Stored items
━━━━━━━━━━━━━━━━━━━━
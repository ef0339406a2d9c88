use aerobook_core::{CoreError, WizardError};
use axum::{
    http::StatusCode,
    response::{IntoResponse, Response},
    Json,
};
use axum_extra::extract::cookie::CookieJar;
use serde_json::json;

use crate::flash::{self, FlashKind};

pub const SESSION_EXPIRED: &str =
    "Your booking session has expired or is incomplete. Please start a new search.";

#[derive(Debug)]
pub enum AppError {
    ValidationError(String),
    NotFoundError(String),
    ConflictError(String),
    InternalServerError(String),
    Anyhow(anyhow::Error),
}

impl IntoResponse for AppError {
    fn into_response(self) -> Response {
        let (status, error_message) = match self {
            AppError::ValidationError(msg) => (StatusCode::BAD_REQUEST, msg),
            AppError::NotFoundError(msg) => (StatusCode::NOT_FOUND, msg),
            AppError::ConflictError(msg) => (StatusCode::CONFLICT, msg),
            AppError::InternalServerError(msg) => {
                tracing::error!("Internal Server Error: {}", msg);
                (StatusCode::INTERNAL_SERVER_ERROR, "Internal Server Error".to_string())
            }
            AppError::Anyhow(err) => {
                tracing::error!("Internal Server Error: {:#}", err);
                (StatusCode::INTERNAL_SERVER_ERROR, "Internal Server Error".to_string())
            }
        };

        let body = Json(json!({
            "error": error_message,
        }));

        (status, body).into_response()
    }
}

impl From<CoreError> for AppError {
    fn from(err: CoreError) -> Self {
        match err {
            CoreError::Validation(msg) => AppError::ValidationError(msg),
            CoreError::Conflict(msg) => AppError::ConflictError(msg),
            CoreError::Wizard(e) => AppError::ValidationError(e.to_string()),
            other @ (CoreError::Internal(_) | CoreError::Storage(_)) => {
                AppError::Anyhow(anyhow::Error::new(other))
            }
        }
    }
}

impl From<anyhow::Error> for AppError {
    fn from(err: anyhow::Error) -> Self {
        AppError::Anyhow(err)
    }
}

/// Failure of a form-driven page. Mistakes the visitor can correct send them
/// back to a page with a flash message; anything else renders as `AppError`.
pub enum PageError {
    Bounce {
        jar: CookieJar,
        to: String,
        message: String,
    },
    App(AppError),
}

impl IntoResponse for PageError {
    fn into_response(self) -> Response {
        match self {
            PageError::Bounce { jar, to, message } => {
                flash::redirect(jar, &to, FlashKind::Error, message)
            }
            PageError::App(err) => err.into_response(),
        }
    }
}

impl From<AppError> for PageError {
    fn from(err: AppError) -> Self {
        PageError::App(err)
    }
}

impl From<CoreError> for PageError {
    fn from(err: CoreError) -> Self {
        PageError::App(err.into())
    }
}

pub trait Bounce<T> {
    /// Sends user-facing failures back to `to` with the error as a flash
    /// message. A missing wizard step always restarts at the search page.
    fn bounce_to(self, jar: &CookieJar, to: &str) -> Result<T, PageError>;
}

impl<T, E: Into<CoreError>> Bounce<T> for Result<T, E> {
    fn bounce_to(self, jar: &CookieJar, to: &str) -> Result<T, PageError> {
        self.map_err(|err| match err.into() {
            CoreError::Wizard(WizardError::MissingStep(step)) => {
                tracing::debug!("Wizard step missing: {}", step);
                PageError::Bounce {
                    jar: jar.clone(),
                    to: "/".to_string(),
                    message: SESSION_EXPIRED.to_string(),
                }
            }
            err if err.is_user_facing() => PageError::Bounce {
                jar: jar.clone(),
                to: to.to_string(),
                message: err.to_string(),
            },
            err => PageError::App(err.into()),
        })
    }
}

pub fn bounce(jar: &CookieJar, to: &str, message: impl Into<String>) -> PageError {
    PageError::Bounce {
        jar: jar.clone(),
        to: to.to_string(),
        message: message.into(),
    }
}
━━━━━━━━━━━━━━━━━━━━
Problem details: A verbatim copy of every record is what you should return.

Answer box:
repository ef0339406a2d9c88
use aerobook_core::{CoreError, WizardError};
use axum::{
    http::StatusCode,
    response::{IntoResponse, Response},
    Json,
};
use axum_extra::extract::cookie::CookieJar;
use serde_json::json;

use crate::flash::{self, FlashKind};

pub const SESSION_EXPIRED: &str =
    "Your booking session has expired or is incomplete. Please start a new search.";

#[derive(Debug)]
pub enum AppError {
    ValidationError(String),
    NotFoundError(String),
    ConflictError(String),
    InternalServerError(String),
    Anyhow(anyhow::Error),
}

impl IntoResponse for AppError {
    fn into_response(self) -> Response {
        let (status, error_message) = match self {
            AppError::ValidationError(msg) => (StatusCode::BAD_REQUEST, msg),
            AppError::NotFoundError(msg) => (StatusCode::NOT_FOUND, msg),
            AppError::ConflictError(msg) => (StatusCode::CONFLICT, msg),
            AppError::InternalServerError(msg) => {
                tracing::error!("Internal Server Error: {}", msg);
                (StatusCode::INTERNAL_SERVER_ERROR, "Internal Server Error".to_string())
            }
            AppError::Anyhow(err) => {
                tracing::error!("Internal Server Error: {:#}", err);
                (StatusCode::INTERNAL_SERVER_ERROR, "Internal Server Error".to_string())
            }
        };

        let body = Json(json!({
            "error": error_message,
        }));

        (status, body).into_response()
    }
}

impl From<CoreError> for AppError {
    fn from(err: CoreError) -> Self {
        match err {
            CoreError::Validation(msg) => AppError::ValidationError(msg),
            CoreError::Conflict(msg) => AppError::ConflictError(msg),
            CoreError::Wizard(e) => AppError::ValidationError(e.to_string()),
            other @ (CoreError::Internal(_) | CoreError::Storage(_)) => {
                AppError::Anyhow(anyhow::Error::new(other))
            }
        }
    }
}

impl From<anyhow::Error> for AppError {
    fn from(err: anyhow::Error) -> Self {
        AppError::Anyhow(err)
    }
}

/// Failure of a form-driven page. Mistakes the visitor can correct send them
/// back to a page with a flash message; anything else renders as `AppError`.
pub enum PageError {
    Bounce {
        jar: CookieJar,
        to: String,
        message: String,
    },
    App(AppError),
}

impl IntoResponse for PageError {
    fn into_response(self) -> Response {
        match self {
            PageError::Bounce { jar, to, message } => {
                flash::redirect(jar, &to, FlashKind::Error, message)
            }
            PageError::App(err) => err.into_response(),
        }
    }
}

impl From<AppError> for PageError {
    fn from(err: AppError) -> Self {
        PageError::App(err)
    }
}

impl From<CoreError> for PageError {
    fn from(err: CoreError) -> Self {
        PageError::App(err.into())
    }
}

pub trait Bounce<T> {
    /// Sends user-facing failures back to `to` with the error as a flash
    /// message. A missing wizard step always restarts at the search page.
    fn bounce_to(self, jar: &CookieJar, to: &str) -> Result<T, PageError>;
}

impl<T, E: Into<CoreError>> Bounce<T> for Result<T, E> {
    fn bounce_to(self, jar: &CookieJar, to: &str) -> Result<T, PageError> {
        self.map_err(|err| match err.into() {
            CoreError::Wizard(WizardError::MissingStep(step)) => {
                tracing::debug!("Wizard step missing: {}", step);
                PageError::Bounce {
                    jar: jar.clone(),
                    to: "/".to_string(),
                    message: SESSION_EXPIRED.to_string(),
                }
            }
            err if err.is_user_facing() => PageError::Bounce {
                jar: jar.clone(),
                to: to.to_string(),
                message: err.to_string(),
            },
            err => PageError::App(err.into()),
        })
    }
}

pub fn bounce(jar: &CookieJar, to: &str, message: impl Into<String>) -> PageError {
    PageError::Bounce {
        jar: jar.clone(),
        to: to.to_string(),
        message: message.into(),
    }
}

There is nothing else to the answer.